■ Exercise requirements:
Among the records below, which lines contain the string "StaticMenuSource"? Report them.

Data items
--- --- ---
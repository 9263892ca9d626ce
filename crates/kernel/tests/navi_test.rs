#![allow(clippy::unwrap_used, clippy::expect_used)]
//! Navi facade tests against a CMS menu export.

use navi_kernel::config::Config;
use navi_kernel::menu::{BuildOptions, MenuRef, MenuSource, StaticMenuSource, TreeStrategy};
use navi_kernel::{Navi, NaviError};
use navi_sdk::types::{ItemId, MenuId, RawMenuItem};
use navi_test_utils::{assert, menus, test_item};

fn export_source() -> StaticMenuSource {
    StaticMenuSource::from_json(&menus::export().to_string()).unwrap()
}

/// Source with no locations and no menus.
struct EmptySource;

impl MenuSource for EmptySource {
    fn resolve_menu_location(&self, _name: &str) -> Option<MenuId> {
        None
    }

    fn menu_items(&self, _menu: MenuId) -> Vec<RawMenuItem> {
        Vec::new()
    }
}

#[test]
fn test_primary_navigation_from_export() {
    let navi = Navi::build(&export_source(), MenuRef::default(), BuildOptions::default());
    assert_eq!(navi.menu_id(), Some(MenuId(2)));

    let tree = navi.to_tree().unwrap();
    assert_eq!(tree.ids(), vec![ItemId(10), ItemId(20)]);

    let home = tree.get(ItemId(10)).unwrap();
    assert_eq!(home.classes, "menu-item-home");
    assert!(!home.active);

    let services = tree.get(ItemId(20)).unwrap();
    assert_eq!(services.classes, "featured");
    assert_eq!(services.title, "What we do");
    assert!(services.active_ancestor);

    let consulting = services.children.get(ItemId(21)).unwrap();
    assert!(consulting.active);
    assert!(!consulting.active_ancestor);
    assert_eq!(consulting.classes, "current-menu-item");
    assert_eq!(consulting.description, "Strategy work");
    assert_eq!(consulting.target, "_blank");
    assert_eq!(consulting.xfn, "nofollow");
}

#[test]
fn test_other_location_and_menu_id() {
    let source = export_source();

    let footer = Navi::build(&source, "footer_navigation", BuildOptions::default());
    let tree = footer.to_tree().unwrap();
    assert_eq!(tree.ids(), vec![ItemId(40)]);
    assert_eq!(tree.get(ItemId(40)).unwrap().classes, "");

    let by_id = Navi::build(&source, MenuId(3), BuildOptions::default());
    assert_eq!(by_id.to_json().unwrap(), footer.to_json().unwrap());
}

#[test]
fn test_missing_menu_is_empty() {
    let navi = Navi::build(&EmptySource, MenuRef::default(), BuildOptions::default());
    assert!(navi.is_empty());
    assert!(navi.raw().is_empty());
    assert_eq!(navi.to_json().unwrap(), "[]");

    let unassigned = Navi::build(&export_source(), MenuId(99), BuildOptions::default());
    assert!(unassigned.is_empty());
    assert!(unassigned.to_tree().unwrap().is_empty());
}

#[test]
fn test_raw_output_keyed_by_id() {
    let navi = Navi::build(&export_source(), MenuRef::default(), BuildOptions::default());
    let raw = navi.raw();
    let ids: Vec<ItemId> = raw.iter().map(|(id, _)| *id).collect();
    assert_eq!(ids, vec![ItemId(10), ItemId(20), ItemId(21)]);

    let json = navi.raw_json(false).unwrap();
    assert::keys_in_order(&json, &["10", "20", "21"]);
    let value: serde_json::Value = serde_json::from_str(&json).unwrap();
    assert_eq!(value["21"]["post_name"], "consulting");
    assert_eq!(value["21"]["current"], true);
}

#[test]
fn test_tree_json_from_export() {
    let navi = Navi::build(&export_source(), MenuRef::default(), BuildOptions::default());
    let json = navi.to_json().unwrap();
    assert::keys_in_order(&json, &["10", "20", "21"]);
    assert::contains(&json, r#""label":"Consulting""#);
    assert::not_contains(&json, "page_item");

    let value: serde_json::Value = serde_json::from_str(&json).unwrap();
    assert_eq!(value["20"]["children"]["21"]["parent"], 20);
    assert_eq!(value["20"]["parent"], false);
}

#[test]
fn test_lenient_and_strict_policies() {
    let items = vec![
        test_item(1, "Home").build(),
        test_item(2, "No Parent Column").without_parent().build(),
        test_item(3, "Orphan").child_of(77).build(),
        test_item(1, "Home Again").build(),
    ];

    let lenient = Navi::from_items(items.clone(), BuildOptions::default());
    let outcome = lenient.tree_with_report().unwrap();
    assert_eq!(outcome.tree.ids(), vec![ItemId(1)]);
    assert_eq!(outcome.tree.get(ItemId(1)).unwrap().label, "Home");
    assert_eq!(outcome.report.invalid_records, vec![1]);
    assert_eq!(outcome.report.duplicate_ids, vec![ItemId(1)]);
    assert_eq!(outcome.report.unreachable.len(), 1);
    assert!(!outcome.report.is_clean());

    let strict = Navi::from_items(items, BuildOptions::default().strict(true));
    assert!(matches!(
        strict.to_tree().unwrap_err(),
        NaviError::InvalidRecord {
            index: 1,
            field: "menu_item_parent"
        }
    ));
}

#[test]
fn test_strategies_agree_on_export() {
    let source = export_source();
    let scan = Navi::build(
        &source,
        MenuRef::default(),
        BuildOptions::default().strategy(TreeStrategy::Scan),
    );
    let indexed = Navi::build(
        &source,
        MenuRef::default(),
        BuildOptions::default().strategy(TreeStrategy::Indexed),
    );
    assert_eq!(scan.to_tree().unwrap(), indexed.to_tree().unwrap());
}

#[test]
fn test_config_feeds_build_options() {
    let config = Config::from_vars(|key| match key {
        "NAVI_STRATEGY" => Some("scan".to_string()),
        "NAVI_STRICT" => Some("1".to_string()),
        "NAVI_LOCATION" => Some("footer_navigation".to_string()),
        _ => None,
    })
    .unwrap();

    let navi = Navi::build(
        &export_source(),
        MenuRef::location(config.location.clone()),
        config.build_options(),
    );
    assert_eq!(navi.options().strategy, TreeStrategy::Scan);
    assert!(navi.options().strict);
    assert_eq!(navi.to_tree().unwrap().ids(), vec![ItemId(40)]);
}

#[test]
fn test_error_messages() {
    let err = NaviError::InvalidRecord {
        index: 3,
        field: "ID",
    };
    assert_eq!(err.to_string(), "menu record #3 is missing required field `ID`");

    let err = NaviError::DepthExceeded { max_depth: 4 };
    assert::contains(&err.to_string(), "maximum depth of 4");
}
--- --- ---
■ Task output:
use navi_kernel::menu::{BuildOptions, MenuRef, MenuSource, StaticMenuSource, TreeStrategy};
fn export_source() -> StaticMenuSource {
    StaticMenuSource::from_json(&menus::export().to_string()).unwrap()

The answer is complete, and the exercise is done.